Sur les terrains, les filets sont déjà montés et les balles bleues et jaunes fusent à toute allure. L’envie de jouer fuse dans les veines de Mathilde, son excitation la précite vers un banc où elle déchausse ses baskets d'un coup de pied. Elle a à peine le temps de faire le premier nœud de ses chaussures de salle qu’un ballon vient heurter son tibias.
— Oups ! Pardon !
Un jeune homme se presse vers elle, la main en l’air. Quelques mèches azur se sont libérées de son chignon et collent son front luisant de transpiration. Il agite son bras couvert de tatouages, un sourire éclatant sur le visage. Mathilde fait rouler le ballon sous son pied avant de le prendre en main.
— Alors comme ça, on s’attaque aux pauvres nouveaux ? sourit-elle d'un air espiègle. Tu n’as pas honte ?

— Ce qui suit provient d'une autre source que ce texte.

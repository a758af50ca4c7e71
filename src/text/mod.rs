//! Address text.
//!
//! Four renderings, each written into any `core::fmt::Write` sink:
//! - raw — every group, no `::`, caller-chosen separator
//! - canonical — RFC 5952 text
//! - sensitive — canonical, or `<ip-address>` when the privacy policy says so
//! - reversed — the `IN-ADDR.ARPA.` / `IP6.ARPA.` reverse DNS name
//!
//! Bad input never fails a render; it comes out as placeholder text.

mod privacy;
mod zeros;

pub use self::privacy::{LogConfig, LogIpSwitch, PrivacyPolicy};
pub use self::zeros::{MIN_ZERO_GROUPS, ZeroRun, zeros_to_skip};

use std::fmt::{self, Write};
use crate::addr::IpAddress;

pub const NONE: &str = "<none>";
pub const UNSPECIFIED: &str = "<unspecified>";
pub const INVALID: &str = "<invalid>";
pub const REDACTED: &str = "<ip-address>";

const IPV4_SEP: char = '.';
const IPV6_SEP: char = ':';

/// Capacity of `AddressStr`: eight `ffff` groups and seven separators of up
/// to four UTF-8 bytes each.
pub const ADDRESS_STR_LEN: usize = 8 * 4 + 7 * 4;

/// Capacity of `ReversedStr`: sixteen `x.x.` labels plus the suffix.
pub const REVERSED_STR_LEN: usize = 16 * 4 + "IP6.ARPA.".len();

/// Bounded string holding raw, canonical or sensitive text.
pub type AddressStr = heapless::String<ADDRESS_STR_LEN>;

/// Bounded string holding a reverse DNS name.
pub type ReversedStr = heapless::String<REVERSED_STR_LEN>;

fn write_ipv4<W: Write + ?Sized>(out: &mut W, octets: &[u8; 4], sep: char) -> fmt::Result {
	for (i, octet) in octets.iter().enumerate() {
		if i > 0 {
			out.write_char(sep)?;
		}
		write!(out, "{}", octet)?;
	}
	Ok(())
}

fn write_ipv6<W: Write + ?Sized>(
	out: &mut W,
	ip: &[u8; 16],
	sep: char,
	skip: Option<ZeroRun>,
) -> fmt::Result {
	let mut need_sep = false;
	let mut offset = 0;
	while offset < ip.len() {
		match skip {
			Some(run) if run.offset == offset => {
				out.write_char(sep)?;
				out.write_char(sep)?;
				need_sep = false;
				offset += run.len;
			}
			_ => {
				if need_sep {
					out.write_char(sep)?;
				}
				write!(out, "{:x}", u16::from_be_bytes([ip[offset], ip[offset + 1]]))?;
				need_sep = true;
				offset += 2;
			}
		}
	}
	Ok(())
}

/// Writes every byte group of the address, uncompressed.
///
/// `sep` replaces the family's usual separator (`.` or `:`). Only meant for
/// addresses already known to be good: an unknown family trips a debug
/// assertion, and release builds log it and print `<invalid>`.
pub fn write_raw<W: Write + ?Sized>(
	out: &mut W,
	address: Option<&IpAddress>,
	sep: Option<char>,
) -> fmt::Result {
	let Some(address) = address else {
		return out.write_str(NONE);
	};
	match address {
		IpAddress::V4(v4) => write_ipv4(out, v4.octets(), sep.unwrap_or(IPV4_SEP)),
		IpAddress::V6(v6) => write_ipv6(out, v6.octets(), sep.unwrap_or(IPV6_SEP), None),
		IpAddress::Unspecified => out.write_str(UNSPECIFIED),
		IpAddress::Invalid(family) => {
			if cfg!(debug_assertions) {
				panic!("raw text for address with unknown family {}", family);
			}
			log::error!("raw text for address with unknown family {}", family);
			out.write_str(INVALID)
		}
	}
}

fn write_cooked<W: Write + ?Sized>(
	out: &mut W,
	address: Option<&IpAddress>,
	redact: bool,
) -> fmt::Result {
	// a missing address gives nothing away
	let Some(address) = address else {
		return out.write_str(NONE);
	};
	if redact {
		return out.write_str(REDACTED);
	}
	match address {
		IpAddress::V4(v4) => write_ipv4(out, v4.octets(), IPV4_SEP),
		IpAddress::V6(v6) => {
			let ip = v6.octets();
			write_ipv6(out, ip, IPV6_SEP, zeros_to_skip(ip))
		}
		IpAddress::Unspecified => out.write_str(UNSPECIFIED),
		IpAddress::Invalid(_) => out.write_str(INVALID),
	}
}

/// Writes RFC 5952 text: dotted quad for IPv4, compressed hex for IPv6.
pub fn write_canonical<W: Write + ?Sized>(out: &mut W, address: Option<&IpAddress>) -> fmt::Result {
	write_cooked(out, address, false)
}

/// Writes canonical text, or `<ip-address>` when `policy` redacts addresses.
pub fn write_sensitive<W, P>(out: &mut W, address: Option<&IpAddress>, policy: &P) -> fmt::Result
where
	W: Write + ?Sized,
	P: PrivacyPolicy + ?Sized,
{
	write_cooked(out, address, policy.redact_addresses())
}

/// Writes the reverse DNS name of the address.
pub fn write_reversed<W: Write + ?Sized>(out: &mut W, address: Option<&IpAddress>) -> fmt::Result {
	let Some(address) = address else {
		return out.write_str(NONE);
	};
	match address {
		IpAddress::V4(v4) => {
			for byte in v4.octets().iter().rev() {
				write!(out, "{}.", byte)?;
			}
			out.write_str("IN-ADDR.ARPA.")
		}
		IpAddress::V6(v6) => {
			for byte in v6.octets().iter().rev() {
				write!(out, "{:x}.{:x}.", byte & 0xf, byte >> 4)?;
			}
			out.write_str("IP6.ARPA.")
		}
		IpAddress::Unspecified => out.write_str(UNSPECIFIED),
		IpAddress::Invalid(_) => out.write_str(INVALID),
	}
}

/*
Reverse names, low nibble first within each byte:
  192.0.2.1    -> 1.2.0.192.IN-ADDR.ARPA.
  2001:db8::1  -> 1.0.0.0. ... 8.b.d.0.1.0.0.2.IP6.ARPA.
*/

// The buffers below are sized for the longest text of their mode, so the
// writes into them cannot run out of room.

pub fn str_raw(address: Option<&IpAddress>, sep: Option<char>) -> AddressStr {
	let mut buf = AddressStr::new();
	let written = write_raw(&mut buf, address, sep);
	debug_assert!(written.is_ok(), "address text overflowed its buffer");
	buf
}

pub fn str_canonical(address: Option<&IpAddress>) -> AddressStr {
	let mut buf = AddressStr::new();
	let written = write_canonical(&mut buf, address);
	debug_assert!(written.is_ok(), "address text overflowed its buffer");
	buf
}

pub fn str_sensitive<P: PrivacyPolicy + ?Sized>(address: Option<&IpAddress>, policy: &P) -> AddressStr {
	let mut buf = AddressStr::new();
	let written = write_sensitive(&mut buf, address, policy);
	debug_assert!(written.is_ok(), "address text overflowed its buffer");
	buf
}

pub fn str_reversed(address: Option<&IpAddress>) -> ReversedStr {
	let mut buf = ReversedStr::new();
	let written = write_reversed(&mut buf, address);
	debug_assert!(written.is_ok(), "address text overflowed its buffer");
	buf
}

/// Canonical text of an address.
pub fn ipstr(address: &IpAddress) -> AddressStr {
	str_canonical(Some(address))
}

/// Canonical text of an address, unless `policy` redacts it.
pub fn sensitive_ipstr<P: PrivacyPolicy + ?Sized>(address: &IpAddress, policy: &P) -> AddressStr {
	str_sensitive(Some(address), policy)
}

impl fmt::Display for IpAddress {
	fn fmt(&self, f: &mut fmt::Formatter<'_>) -> fmt::Result {
		write_canonical(f, Some(self))
	}
}

/// `Display` adapter for raw text. See [`IpAddress::display_raw`].
#[derive(Debug, Clone, Copy)]
pub struct Raw<'a> {
	address: &'a IpAddress,
	sep: Option<char>,
}

impl fmt::Display for Raw<'_> {
	fn fmt(&self, f: &mut fmt::Formatter<'_>) -> fmt::Result {
		write_raw(f, Some(self.address), self.sep)
	}
}

/// `Display` adapter for sensitive text. See [`IpAddress::display_sensitive`].
pub struct Sensitive<'a, P: ?Sized> {
	address: &'a IpAddress,
	policy: &'a P,
}

impl<P: PrivacyPolicy + ?Sized> fmt::Display for Sensitive<'_, P> {
	fn fmt(&self, f: &mut fmt::Formatter<'_>) -> fmt::Result {
		write_sensitive(f, Some(self.address), self.policy)
	}
}

/// `Display` adapter for the reverse DNS name. See [`IpAddress::display_reversed`].
#[derive(Debug, Clone, Copy)]
pub struct Reversed<'a> {
	address: &'a IpAddress,
}

impl fmt::Display for Reversed<'_> {
	fn fmt(&self, f: &mut fmt::Formatter<'_>) -> fmt::Result {
		write_reversed(f, Some(self.address))
	}
}

impl IpAddress {
	/// Raw text, e.g. `2001:db8:0:0:0:0:0:1`.
	pub fn display_raw(&self, sep: Option<char>) -> Raw<'_> {
		Raw { address: self, sep }
	}

	/// Canonical or redacted text, e.g. in `log::info!("peer {}", ...)`.
	pub fn display_sensitive<'a, P: PrivacyPolicy + ?Sized>(&'a self, policy: &'a P) -> Sensitive<'a, P> {
		Sensitive { address: self, policy }
	}

	/// Reverse DNS name, e.g. `1.2.0.192.IN-ADDR.ARPA.`.
	pub fn display_reversed(&self) -> Reversed<'_> {
		Reversed { address: self }
	}
}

L’inconnu éclate de rire, elle ne peut que se joindre à lui. Elle lui rend volontiers son arme pendant qu’elle serre sa deuxième basket. Lorsqu’elle relève la tête, il est toujours là, ses yeux verts pétillants de malice. Elle arque un sourcil interrogateur.
— Je t’assure que je peux marcher.
Il acquiesce pensivement puis inspire d’un air théâtral :
— Tu es sûre de ne pas vouloir aller aux urgences ? tente-t-il avec une fausse moue inquiète.
— C’est vrai que j’ai au moins… deux fractures.
— Je paierai tes frais de santé.
— Trois fractures et une maladie incurable.
— Ton cercueil sera serti de diamants.
— J’aimerais me faire incinérer.
— Je m’occuperai des offrandes à jeter dans les flammes.
Mathilde se mord la joue pour contenir le rire qui monte dans son torse pendant que les fossettes du nouveau venu se creusent. Soudain, une exclamation déchire l’air tout près de son oreille :
— MATHILDE !
Andréa, le retour. Mathilde aurait pu se taper la tête contre un mur. Son partenaire de vannes absurdes recule d’un pas tandis que la boîte à paroles s’accroche à elle, des annecdotes d'innombrables mésaventures plein la bouche. Le volleyeur devine qu'il vaut mieux s'enfuir et lui lance un clin d’œil :
— Bon voyage au paradis, chuchote-t-il d’un ton complice. Et merci !
Mathilde se fend d’un sourire crispé mais lui rend son œillade. Avec un gloussement discret, il se retourne s’échauffer à l’autre bout du gymnase. L'accompagner n'est pas une option avec une Andréa cramponnée à son avant-bras. Preuve de sa grande patience, elle se libère sans violence de l'étreinte du poulpe volubile.
— C’était quiii ? demande la commère en zyeutant l’inconnu. Un gars de ta fac ? Il est vraiment pas mal ! Tu as des vues sur lui ou je…
— Que dirais-tu d’aller prendre une balle ? soupire Mathilde, espérant ainsi changer de sujet.
— J’aime pas transpirer…
Devant les yeux de chien battu de cette sportive en carton, Mathilde se contente d'un regard agacé avant de tourner les talons. Et si sa nouvelle vie cata-tordante avait un mauvais sens de l'humour ? Qu'on huile une catapulte, Andréa va apprendre à voler.